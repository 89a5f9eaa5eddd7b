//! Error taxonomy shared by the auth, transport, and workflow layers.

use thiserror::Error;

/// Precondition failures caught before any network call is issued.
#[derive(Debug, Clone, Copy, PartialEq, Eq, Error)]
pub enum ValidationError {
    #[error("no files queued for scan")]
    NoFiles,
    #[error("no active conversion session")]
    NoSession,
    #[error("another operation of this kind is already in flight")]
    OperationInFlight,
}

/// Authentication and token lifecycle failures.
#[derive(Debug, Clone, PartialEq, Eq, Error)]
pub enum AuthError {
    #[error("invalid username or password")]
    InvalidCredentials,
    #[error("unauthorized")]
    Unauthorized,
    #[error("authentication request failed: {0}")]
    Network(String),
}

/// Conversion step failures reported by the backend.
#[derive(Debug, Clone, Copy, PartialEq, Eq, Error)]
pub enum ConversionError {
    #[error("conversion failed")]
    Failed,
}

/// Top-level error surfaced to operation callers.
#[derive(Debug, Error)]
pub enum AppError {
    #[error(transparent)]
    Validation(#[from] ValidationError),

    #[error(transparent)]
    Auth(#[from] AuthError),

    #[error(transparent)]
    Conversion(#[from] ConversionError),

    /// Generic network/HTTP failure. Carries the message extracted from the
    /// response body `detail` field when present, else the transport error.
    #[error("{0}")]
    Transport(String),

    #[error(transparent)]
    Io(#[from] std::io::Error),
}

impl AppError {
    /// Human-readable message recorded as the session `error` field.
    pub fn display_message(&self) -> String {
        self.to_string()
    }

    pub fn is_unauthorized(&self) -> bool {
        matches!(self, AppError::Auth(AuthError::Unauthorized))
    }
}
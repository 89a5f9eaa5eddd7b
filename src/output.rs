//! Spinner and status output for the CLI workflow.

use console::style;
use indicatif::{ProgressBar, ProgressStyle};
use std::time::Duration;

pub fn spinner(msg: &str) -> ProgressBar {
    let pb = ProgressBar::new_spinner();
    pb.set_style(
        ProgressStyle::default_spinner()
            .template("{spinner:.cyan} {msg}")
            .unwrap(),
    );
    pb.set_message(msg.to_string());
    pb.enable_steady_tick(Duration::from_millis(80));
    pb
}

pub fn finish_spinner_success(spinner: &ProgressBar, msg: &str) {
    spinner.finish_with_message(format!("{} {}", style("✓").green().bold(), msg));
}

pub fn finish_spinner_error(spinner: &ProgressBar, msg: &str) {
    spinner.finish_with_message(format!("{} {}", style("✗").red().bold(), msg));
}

--

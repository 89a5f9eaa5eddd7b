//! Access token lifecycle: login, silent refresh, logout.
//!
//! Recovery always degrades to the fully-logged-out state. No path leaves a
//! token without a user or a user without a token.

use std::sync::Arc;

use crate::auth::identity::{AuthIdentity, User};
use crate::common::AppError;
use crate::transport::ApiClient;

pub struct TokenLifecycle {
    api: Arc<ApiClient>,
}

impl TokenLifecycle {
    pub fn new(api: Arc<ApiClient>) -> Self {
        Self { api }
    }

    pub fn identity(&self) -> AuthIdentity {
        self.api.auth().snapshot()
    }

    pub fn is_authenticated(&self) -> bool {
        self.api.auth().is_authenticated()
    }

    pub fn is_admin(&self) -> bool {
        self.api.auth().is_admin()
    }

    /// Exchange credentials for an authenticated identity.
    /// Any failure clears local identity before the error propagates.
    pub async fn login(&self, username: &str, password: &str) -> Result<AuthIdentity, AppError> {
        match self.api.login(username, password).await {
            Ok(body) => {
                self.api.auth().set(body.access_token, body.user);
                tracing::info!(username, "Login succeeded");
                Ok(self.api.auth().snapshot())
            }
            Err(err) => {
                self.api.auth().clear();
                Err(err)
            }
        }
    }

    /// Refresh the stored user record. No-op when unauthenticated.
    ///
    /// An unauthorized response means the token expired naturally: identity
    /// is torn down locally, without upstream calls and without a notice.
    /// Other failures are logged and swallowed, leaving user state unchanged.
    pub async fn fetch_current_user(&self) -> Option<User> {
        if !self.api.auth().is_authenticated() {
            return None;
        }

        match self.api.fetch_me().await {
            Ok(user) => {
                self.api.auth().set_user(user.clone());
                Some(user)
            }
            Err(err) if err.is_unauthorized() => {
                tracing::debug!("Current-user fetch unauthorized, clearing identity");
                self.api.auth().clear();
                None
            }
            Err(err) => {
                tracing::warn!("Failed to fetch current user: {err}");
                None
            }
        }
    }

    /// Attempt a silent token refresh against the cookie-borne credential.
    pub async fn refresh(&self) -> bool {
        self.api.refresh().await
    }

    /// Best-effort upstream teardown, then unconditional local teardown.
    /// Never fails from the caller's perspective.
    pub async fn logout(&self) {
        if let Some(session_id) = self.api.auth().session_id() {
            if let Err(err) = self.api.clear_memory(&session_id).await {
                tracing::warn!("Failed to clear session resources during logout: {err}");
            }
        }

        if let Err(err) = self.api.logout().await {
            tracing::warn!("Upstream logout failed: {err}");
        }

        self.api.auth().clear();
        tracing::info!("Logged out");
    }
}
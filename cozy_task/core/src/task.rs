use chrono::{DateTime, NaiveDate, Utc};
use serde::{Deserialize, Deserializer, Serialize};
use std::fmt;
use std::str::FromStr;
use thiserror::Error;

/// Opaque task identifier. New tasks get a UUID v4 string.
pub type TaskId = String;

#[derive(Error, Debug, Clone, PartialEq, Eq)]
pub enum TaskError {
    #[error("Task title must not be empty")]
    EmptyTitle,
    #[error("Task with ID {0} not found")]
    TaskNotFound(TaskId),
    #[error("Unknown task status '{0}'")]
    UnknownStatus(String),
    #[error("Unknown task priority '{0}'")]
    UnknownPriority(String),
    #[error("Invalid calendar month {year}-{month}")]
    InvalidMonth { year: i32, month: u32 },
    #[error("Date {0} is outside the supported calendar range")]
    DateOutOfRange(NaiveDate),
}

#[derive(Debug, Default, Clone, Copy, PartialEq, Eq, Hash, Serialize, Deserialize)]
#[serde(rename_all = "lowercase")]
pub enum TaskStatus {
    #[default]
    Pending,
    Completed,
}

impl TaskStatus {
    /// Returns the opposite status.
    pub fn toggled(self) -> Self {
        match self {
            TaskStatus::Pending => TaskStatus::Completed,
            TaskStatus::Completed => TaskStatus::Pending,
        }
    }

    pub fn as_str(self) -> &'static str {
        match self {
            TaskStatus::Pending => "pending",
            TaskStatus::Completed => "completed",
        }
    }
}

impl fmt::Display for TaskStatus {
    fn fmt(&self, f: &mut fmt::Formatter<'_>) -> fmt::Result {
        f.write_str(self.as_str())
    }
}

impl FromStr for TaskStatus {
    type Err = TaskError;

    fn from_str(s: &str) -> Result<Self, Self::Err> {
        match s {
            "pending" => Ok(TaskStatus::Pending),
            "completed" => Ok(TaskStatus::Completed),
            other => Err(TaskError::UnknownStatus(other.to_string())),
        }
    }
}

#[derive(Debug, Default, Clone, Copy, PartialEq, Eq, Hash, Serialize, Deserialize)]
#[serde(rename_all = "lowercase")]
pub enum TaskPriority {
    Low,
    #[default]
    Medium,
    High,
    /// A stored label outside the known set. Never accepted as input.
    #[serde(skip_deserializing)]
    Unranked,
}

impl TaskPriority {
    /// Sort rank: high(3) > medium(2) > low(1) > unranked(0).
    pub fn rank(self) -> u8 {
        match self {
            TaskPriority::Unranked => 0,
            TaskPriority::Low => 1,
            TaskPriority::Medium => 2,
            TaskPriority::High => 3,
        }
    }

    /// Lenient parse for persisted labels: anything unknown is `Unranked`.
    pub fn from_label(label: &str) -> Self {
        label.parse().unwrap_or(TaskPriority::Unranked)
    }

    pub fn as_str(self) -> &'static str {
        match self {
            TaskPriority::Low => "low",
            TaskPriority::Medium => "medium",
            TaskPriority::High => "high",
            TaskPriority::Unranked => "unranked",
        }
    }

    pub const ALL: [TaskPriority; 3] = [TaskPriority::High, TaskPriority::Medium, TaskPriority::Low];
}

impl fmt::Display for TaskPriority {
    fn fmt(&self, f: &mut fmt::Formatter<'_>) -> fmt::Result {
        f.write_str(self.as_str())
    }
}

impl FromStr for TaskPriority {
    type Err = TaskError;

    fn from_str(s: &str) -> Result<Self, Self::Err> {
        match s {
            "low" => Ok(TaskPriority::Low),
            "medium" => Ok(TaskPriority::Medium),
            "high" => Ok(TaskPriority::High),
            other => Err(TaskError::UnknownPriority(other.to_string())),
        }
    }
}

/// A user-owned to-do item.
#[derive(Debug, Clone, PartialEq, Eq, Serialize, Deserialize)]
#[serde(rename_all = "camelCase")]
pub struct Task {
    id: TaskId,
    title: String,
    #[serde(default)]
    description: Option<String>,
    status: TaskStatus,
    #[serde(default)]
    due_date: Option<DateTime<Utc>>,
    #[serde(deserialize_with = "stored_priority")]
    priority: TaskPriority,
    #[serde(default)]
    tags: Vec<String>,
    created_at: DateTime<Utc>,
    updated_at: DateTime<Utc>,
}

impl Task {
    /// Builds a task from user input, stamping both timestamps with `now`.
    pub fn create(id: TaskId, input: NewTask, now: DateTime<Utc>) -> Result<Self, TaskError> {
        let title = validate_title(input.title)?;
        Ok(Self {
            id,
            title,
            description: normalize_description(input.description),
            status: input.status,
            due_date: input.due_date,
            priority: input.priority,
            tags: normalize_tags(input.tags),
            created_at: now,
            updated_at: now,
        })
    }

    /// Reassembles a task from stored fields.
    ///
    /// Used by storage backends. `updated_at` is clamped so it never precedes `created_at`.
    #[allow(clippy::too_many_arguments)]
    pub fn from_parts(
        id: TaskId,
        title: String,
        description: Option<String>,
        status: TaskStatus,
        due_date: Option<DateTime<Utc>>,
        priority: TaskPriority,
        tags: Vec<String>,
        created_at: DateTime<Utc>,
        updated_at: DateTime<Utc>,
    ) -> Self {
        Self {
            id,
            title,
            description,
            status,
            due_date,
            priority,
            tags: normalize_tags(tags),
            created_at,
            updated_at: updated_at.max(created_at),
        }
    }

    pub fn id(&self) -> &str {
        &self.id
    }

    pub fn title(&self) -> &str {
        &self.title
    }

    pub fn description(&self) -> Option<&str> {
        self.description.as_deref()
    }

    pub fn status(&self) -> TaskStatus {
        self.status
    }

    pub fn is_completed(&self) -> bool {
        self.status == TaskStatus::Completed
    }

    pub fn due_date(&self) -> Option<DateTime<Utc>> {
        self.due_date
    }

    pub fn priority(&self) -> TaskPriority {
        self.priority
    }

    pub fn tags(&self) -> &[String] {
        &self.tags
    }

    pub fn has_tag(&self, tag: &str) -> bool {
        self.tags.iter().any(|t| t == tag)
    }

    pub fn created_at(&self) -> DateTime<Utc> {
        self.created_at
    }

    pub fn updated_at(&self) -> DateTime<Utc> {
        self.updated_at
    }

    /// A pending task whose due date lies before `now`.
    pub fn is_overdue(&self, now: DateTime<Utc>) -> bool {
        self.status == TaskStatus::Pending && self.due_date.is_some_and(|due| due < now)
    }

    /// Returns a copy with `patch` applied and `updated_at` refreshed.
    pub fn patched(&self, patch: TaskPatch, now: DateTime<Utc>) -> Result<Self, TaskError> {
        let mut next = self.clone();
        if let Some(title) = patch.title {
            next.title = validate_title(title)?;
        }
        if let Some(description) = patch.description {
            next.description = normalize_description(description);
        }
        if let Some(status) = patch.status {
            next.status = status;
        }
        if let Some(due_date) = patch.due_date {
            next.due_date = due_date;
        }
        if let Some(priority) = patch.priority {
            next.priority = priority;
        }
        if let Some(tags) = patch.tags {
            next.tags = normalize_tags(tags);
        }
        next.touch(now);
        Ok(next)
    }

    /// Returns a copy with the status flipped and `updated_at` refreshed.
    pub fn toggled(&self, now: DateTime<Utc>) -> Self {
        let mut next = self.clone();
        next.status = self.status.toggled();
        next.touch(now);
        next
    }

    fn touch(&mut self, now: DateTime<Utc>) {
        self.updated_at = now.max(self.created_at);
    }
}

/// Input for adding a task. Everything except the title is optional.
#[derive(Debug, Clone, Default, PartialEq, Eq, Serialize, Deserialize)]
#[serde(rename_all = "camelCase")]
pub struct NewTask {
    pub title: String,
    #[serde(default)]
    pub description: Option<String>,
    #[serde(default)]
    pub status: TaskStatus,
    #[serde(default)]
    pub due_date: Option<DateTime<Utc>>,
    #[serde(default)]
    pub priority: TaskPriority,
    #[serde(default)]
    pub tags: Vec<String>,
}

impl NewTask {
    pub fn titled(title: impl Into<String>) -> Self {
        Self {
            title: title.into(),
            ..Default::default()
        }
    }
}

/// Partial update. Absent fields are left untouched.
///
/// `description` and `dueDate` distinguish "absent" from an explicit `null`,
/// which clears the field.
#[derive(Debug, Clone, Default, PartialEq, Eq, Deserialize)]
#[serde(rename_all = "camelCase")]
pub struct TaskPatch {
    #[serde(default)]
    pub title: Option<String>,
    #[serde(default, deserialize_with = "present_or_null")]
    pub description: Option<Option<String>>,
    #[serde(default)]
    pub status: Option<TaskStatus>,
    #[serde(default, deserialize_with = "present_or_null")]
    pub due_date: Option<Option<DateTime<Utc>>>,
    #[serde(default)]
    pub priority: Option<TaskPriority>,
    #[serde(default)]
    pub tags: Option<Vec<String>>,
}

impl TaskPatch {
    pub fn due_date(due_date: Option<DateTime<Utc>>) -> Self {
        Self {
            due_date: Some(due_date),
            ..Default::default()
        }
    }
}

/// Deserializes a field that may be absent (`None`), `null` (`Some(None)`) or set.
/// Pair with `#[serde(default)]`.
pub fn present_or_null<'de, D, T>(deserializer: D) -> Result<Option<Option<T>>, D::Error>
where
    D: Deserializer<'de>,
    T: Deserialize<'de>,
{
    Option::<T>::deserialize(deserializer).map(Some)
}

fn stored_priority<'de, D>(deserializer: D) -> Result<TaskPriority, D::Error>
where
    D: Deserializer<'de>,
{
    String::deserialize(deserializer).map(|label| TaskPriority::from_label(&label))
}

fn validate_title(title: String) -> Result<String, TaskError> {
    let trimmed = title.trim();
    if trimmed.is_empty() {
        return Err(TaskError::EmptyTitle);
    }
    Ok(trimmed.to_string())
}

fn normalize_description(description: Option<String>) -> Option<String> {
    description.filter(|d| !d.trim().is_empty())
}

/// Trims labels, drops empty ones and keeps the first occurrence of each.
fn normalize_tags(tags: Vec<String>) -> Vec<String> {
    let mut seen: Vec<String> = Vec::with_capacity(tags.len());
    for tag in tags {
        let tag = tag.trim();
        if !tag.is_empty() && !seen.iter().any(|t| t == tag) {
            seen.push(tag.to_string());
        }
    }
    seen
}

--

Your objective -> Only a number belongs in the answer: the number of lines in the preceding data that hold "workflow".

Solution to this task -> 2